The news came after Chairwoman Hyun Jeong-un of Hyundai Group, the operator of the tour project, visited the secretive state Wednesday on the occasion of the 11th anniversary of the program.
The Ministry of Unification said Hyundai has yet to inform it of the proposal.
The government shut down the tour to the scenic mountain in July last year after a female tourist was shot dead by a North Korean soldier during a pre-dawn stroll.
``When Hyun went to the mountain, Ri Jong-hyuk, vice chairman of the North's Asia-Pacific Peace Committee said the North was willing to have talks with the South for the resumption of the tour,'' according to Yonhap.
The government has reiterated that it will not permit trips to the isolated state unless the North apologizes for the killing and promises to prevent a similar incident from recurring.
In the meantime, the U.S. envoy on North Korea will likely spend two days in the isolated state and be accompanied by about four to five senior officials.
U.S. President Barack Obama said Thursday that special envoy Stephen Bosworth will visit North Korea Dec. 8 for bilateral talks aimed at discussing nuclear issues.
``Ambassador Bosworth is expected to stay in Pyongyang for a day and a half,'' an official of the State Department was quoted as saying by Yonhap.
The delegation is expected to urge Pyongyang to return to the six-party denuclearization talks and implement the Sept. 19 agreement struck in 2005.
Four years ago, the North agreed to abandon its nuclear program in return for political and economic assistance from its dialogue partners ― South Korea, the United States, China, Japan and Russia.
President Obama revealed Bosworth's trip to North Korea in Seoul, the last leg of his first presidential tour of Asia. But he noted that the United States will not repeat the existing pattern of reaching an agreement and offering compensation for its implementation.
``We will not be distracted by a whole host of other side items that end up generating a lot of meetings but not concrete action,'' he said.
State Department spokesman Ian Kelly made similar remarks, saying, ``We are not interested in being distracted by issues beyond the main issue.
``That's the complete and verifiable denuclearization of the Korean Peninsula. So that will be the focus of Ambassador Bosworth's trip to Pyongyang.''
He also stressed that the goal of the two-day dialogue is to get North Korea back to the six-way talks and secure its reaffirmation of the 2005 agreement.

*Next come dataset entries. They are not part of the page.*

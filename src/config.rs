use crate::audio::CaptureConfig;
use crate::visual::{FrameSettings, MAX_PARTICLES};
use clap::{Parser, ValueEnum};
use std::path::PathBuf;

pub const MIN_SENSITIVITY: f32 = 0.1;
pub const MAX_SENSITIVITY: f32 = 3.0;

#[derive(Parser, Debug, Clone)]
#[command(name = "audioscape", version, about = "Microphone-reactive waves and particles in the terminal")]
pub struct Config {
    #[arg(long, value_enum, default_value_t = Mode::Combined)]
    pub mode: Mode,

    #[arg(long, default_value_t = 1.0)]
    pub sensitivity: f32,

    #[arg(long, default_value_t = true, action = clap::ArgAction::Set)]
    pub trails: bool,

    #[arg(long, default_value_t = 4096)]
    pub fft_size: usize,

    #[arg(long, value_enum, default_value_t = BandPolicy::Frequency)]
    pub policy: BandPolicy,

    #[arg(long, default_value_t = 200)]
    pub particles: usize,

    #[arg(long, value_enum, default_value_t = RendererMode::HalfBlock)]
    pub renderer: RendererMode,

    #[arg(long, default_value_t = 60)]
    pub fps: u32,

    #[arg(long, default_value_t = false)]
    pub list_devices: bool,

    #[arg(long)]
    pub device: Option<String>,

    #[arg(long)]
    pub seed: Option<u64>,

    #[arg(long, default_value_t = true, action = clap::ArgAction::Set)]
    pub sync_updates: bool,

    #[arg(long)]
    pub log_file: Option<PathBuf>,
}

#[derive(Debug, Clone, Copy, PartialEq, Eq, ValueEnum)]
pub enum Mode {
    #[value(alias = "waves")]
    Wave,
    #[value(alias = "particle", alias = "dots")]
    Particles,
    #[value(alias = "both", alias = "all")]
    Combined,
}

impl Mode {
    pub fn next(self) -> Self {
        match self {
            Self::Wave => Self::Particles,
            Self::Particles => Self::Combined,
            Self::Combined => Self::Wave,
        }
    }

    pub fn label(self) -> &'static str {
        match self {
            Self::Wave => "wave",
            Self::Particles => "particles",
            Self::Combined => "combined",
        }
    }

    pub fn draws_waves(self) -> bool {
        matches!(self, Self::Wave | Self::Combined)
    }

    pub fn draws_particles(self) -> bool {
        matches!(self, Self::Particles | Self::Combined)
    }
}

/// How frequency bins are grouped into bass/mid/treble.
#[derive(Debug, Clone, Copy, PartialEq, Eq, ValueEnum)]
pub enum BandPolicy {
    /// 80-300 Hz, 300-3000 Hz, 3-8 kHz.
    #[value(alias = "freq", alias = "hz")]
    Frequency,
    /// First 10% of bins, next 40%, remainder.
    #[value(name = "index-split", alias = "index", alias = "split")]
    IndexSplit,
}

#[derive(Debug, Clone, Copy, PartialEq, Eq, ValueEnum)]
pub enum RendererMode {
    #[value(name = "half-block", alias = "halfblock", alias = "half_block", alias = "hb")]
    HalfBlock,
    #[value(alias = "hires", alias = "dots")]
    Braille,
}

impl RendererMode {
    /// Raster pixels per terminal cell (columns, rows).
    pub fn cell_pixels(self) -> (usize, usize) {
        match self {
            Self::HalfBlock => (1, 2),
            Self::Braille => (2, 4),
        }
    }
}

impl Config {
    pub fn capture(&self) -> CaptureConfig {
        CaptureConfig {
            device: self.device.clone(),
            fft_size: self.fft_size,
            policy: self.policy,
        }
    }

    /// Requested particle count, capped at [`MAX_PARTICLES`].
    pub fn particle_count(&self) -> usize {
        self.particles.min(MAX_PARTICLES)
    }

    pub fn frame_settings(&self) -> FrameSettings {
        FrameSettings {
            mode: self.mode,
            sensitivity: clamp_sensitivity(self.sensitivity),
            trails: self.trails,
        }
    }
}

pub fn clamp_sensitivity(v: f32) -> f32 {
    if v.is_finite() {
        v.clamp(MIN_SENSITIVITY, MAX_SENSITIVITY)
    } else {
        1.0
    }
}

The Obama administration is expected to soon announce the size of the delegation to North Korea and their itinerary.
North Korea declared its boycott of the multilateral talks after the United Nations adopted a resolution condemning its nuclear test on May 25.
But its ``Dear Leader'' Kim Jong-il expressed his willingness to rejoin the talks in a meeting with Chinese Premier Wen Jiabao last month.